▶ [Task goal]: Return exactly the lines below, starting with the one that has "pub const TITLE_MD: f32 = 20.0;" and going on through the one that has "Border Radius Scale".

▶ [Data to process]:

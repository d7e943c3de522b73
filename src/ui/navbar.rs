// SPDX-License-Identifier: MPL-2.0
//! Navigation bar module for app-level chrome.
//!
//! The bar is purely presentational: it shows the application title in a
//! toolbar container at the top of the window and emits no messages.

use crate::ui::design_tokens::{sizing, spacing, typography};
use crate::ui::styles;
use iced::{
    alignment::{Horizontal, Vertical},
    widget::{Container, Text},
    Element, Length,
};

/// Contextual data needed to render the navbar.
pub struct ViewContext<'a> {
    pub title: &'a str,
}

/// Render the navigation bar.
pub fn view<'a, Message: 'a>(ctx: ViewContext<'a>) -> Element<'a, Message> {
    let title = Text::new(ctx.title).size(typography::TITLE_MD);

    Container::new(title)
        .width(Length::Fill)
        .height(sizing::NAVBAR_HEIGHT)
        .padding([spacing::XS, spacing::SM])
        .align_x(Horizontal::Center)
        .align_y(Vertical::Center)
        .style(styles::toolbar)
        .into()
}

#[cfg(test)]
mod tests {
    use super::*;

    #[test]
    fn navbar_view_renders() {
        let ctx = ViewContext { title: "IcedReel" };
        let _element: Element<'_, ()> = view(ctx);
    }

    #[test]
    fn navbar_view_renders_with_empty_title() {
        let ctx = ViewContext { title: "" };
        let _element: Element<'_, ()> = view(ctx);
    }
}
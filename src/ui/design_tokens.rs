// SPDX-License-Identifier: MPL-2.0
//! Design tokens for the application's visual scales.
//!
//! # Organization
//!
//! - **Opacity**: Standardized opacity levels
//! - **Spacing**: Spacing scale (8px grid)
//! - **Sizing**: Component sizes
//! - **Typography**: Font size scale
//! - **Radius**: Border radii
//!
//! Tokens are designed to be consistent. Before modifying, check the impact
//! on all components and maintain the ratios (e.g., MD = XS * 2).

// ============================================================================
// Opacity Scale
// ============================================================================

pub mod opacity {
    pub const TRANSPARENT: f32 = 0.0;
    pub const OPAQUE: f32 = 1.0;

    /// Surface background - Semi-transparent panels and containers
    pub const SURFACE: f32 = 0.95;
}

// ============================================================================
// Spacing Scale (8px baseline grid)
// ============================================================================

pub mod spacing {
    pub const XXS: f32 = 4.0; // 0.5 unit
    pub const XS: f32 = 8.0; // 1 unit
    pub const SM: f32 = 12.0; // 1.5 units
    pub const MD: f32 = 16.0; // 2 units
    pub const LG: f32 = 24.0; // 3 units
}

// ============================================================================
// Sizing Scale
// ============================================================================

pub mod sizing {
    /// Height of the top navigation bar.
    pub const NAVBAR_HEIGHT: f32 = 48.0;
}

// ============================================================================
// Typography Scale
// ============================================================================

pub mod typography {
    /// Medium title - App name, prominent labels
    pub const TITLE_MD: f32 = 20.0;

    /// Standard body - Most UI text, labels, descriptions
    pub const BODY: f32 = 14.0;

    /// Caption - Badges, timestamps, small info
    pub const CAPTION: f32 = 12.0;
}

// ============================================================================
// Border Radius Scale
// ============================================================================

pub mod radius {
    pub const SM: f32 = 4.0;
    pub const MD: f32 = 8.0;
}

// ============================================================================
// Compile-time Validation
// ============================================================================

const _: () = {
    // Spacing validation
    assert!(spacing::XXS > 0.0);
    assert!(spacing::XS > spacing::XXS);
    assert!(spacing::SM > spacing::XS);
    assert!(spacing::MD > spacing::SM);
    assert!(spacing::LG > spacing::MD);

    // Opacity validation
    assert!(opacity::TRANSPARENT == 0.0);
    assert!(opacity::OPAQUE == 1.0);
    assert!(opacity::SURFACE > 0.0 && opacity::SURFACE < 1.0);

    // Typography validation
    assert!(typography::TITLE_MD > typography::BODY);
    assert!(typography::BODY > typography::CAPTION);

    // Radius validation
    assert!(radius::MD > radius::SM);
};

#[cfg(test)]
mod tests {
    use super::*;

    #[test]
    fn spacing_scale_is_consistent() {
        assert_eq!(spacing::MD, spacing::XS * 2.0);
        assert_eq!(spacing::LG, spacing::MD * 1.5);
    }

    #[test]
    fn navbar_fits_a_title_row() {
        assert!(sizing::NAVBAR_HEIGHT > typography::TITLE_MD + 2.0 * spacing::SM);
    }
}
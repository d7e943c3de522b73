// SPDX-License-Identifier: MPL-2.0
//! Top-level messages and runtime flags for the application.

use std::path::PathBuf;

/// Top-level messages consumed by `App::update`.
///
/// The UI defines no interactions, so there is nothing to dispatch: the enum
/// stays uninhabited and the update loop is a total match over it.
#[derive(Debug, Clone)]
pub enum Message {}

/// Runtime flags passed in from the CLI or launcher to tweak startup behavior.
#[derive(Debug, Default)]
pub struct Flags {
    /// Optional override for the settings file location.
    pub config_path: Option<PathBuf>,
}
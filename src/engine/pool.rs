//! Fixed-size worker pool with semaphore admission control.

use std::future::Future;
use std::sync::Arc;

use tokio::runtime::{Builder, Handle, Runtime};
use tokio::sync::{OwnedSemaphorePermit, Semaphore};
use tokio::task::JoinHandle;

use crate::error::{MatchError, MatchResult};

/// A dedicated runtime whose blocking pool executes comparison units, gated
/// by a semaphore holding one permit per thread.
///
/// A unit keeps its permit until it returns, so at most `capacity` units run
/// at once and a producer waiting in [`WorkerPool::acquire`] is throttled to
/// the pool's speed.
pub struct WorkerPool {
    runtime: Option<Runtime>,
    permits: Arc<Semaphore>,
    capacity: usize,
}

impl WorkerPool {
    pub fn new(threads: usize) -> MatchResult<Self> {
        if threads == 0 {
            return Err(MatchError::Config("worker pool needs at least one thread".into()));
        }
        let runtime = Builder::new_multi_thread()
            .worker_threads(1)
            .max_blocking_threads(threads)
            .thread_name("smatch-worker")
            .enable_time()
            .build()?;
        tracing::debug!(threads, "started worker pool");
        Ok(Self {
            runtime: Some(runtime),
            permits: Arc::new(Semaphore::new(threads)),
            capacity: threads,
        })
    }

    pub fn capacity(&self) -> usize {
        self.capacity
    }

    /// Permits not held by running units; equals `capacity` when idle
    pub fn available_permits(&self) -> usize {
        self.permits.available_permits()
    }

    fn handle(&self) -> MatchResult<&Handle> {
        self.runtime
            .as_ref()
            .map(Runtime::handle)
            .ok_or_else(|| MatchError::Worker("worker pool is shut down".into()))
    }

    /// Wait for a free slot
    pub async fn acquire(&self) -> MatchResult<OwnedSemaphorePermit> {
        self.permits
            .clone()
            .acquire_owned()
            .await
            .map_err(|_| MatchError::Worker("worker pool semaphore closed".into()))
    }

    /// Run `work` on a pool thread; the permit is released when it returns
    /// or unwinds.
    pub fn dispatch<F>(&self, permit: OwnedSemaphorePermit, work: F) -> MatchResult<()>
    where
        F: FnOnce() + Send + 'static,
    {
        self.handle()?.spawn_blocking(move || {
            let _permit = permit;
            work();
        });
        Ok(())
    }

    /// Wait until every dispatched unit has returned its permit
    pub async fn drain(&self) -> MatchResult<()> {
        let all = self
            .permits
            .acquire_many(self.capacity as u32)
            .await
            .map_err(|_| MatchError::Worker("worker pool semaphore closed".into()))?;
        drop(all);
        Ok(())
    }

    /// Spawn an async task on the pool's runtime
    pub fn spawn<F>(&self, future: F) -> MatchResult<JoinHandle<F::Output>>
    where
        F: Future + Send + 'static,
        F::Output: Send + 'static,
    {
        Ok(self.handle()?.spawn(future))
    }

    /// Drive `future` to completion on the calling thread.
    ///
    /// Must not be called from inside an async context.
    pub fn block_on<F: Future>(&self, future: F) -> MatchResult<F::Output> {
        let runtime = self
            .runtime
            .as_ref()
            .ok_or_else(|| MatchError::Worker("worker pool is shut down".into()))?;
        Ok(runtime.block_on(future))
    }
}

impl Drop for WorkerPool {
    fn drop(&mut self) {
        // non-blocking, so the pool may be dropped from async code
        if let Some(runtime) = self.runtime.take() {
            runtime.shutdown_background();
        }
    }
}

▶ [Exercise answer]:
    pub const TITLE_MD: f32 = 20.0;

    /// Standard body - Most UI text, labels, descriptions
    pub const BODY: f32 = 14.0;

    /// Caption - Badges, timestamps, small info
    pub const CAPTION: f32 = 12.0;
}

// ============================================================================
// Border Radius Scale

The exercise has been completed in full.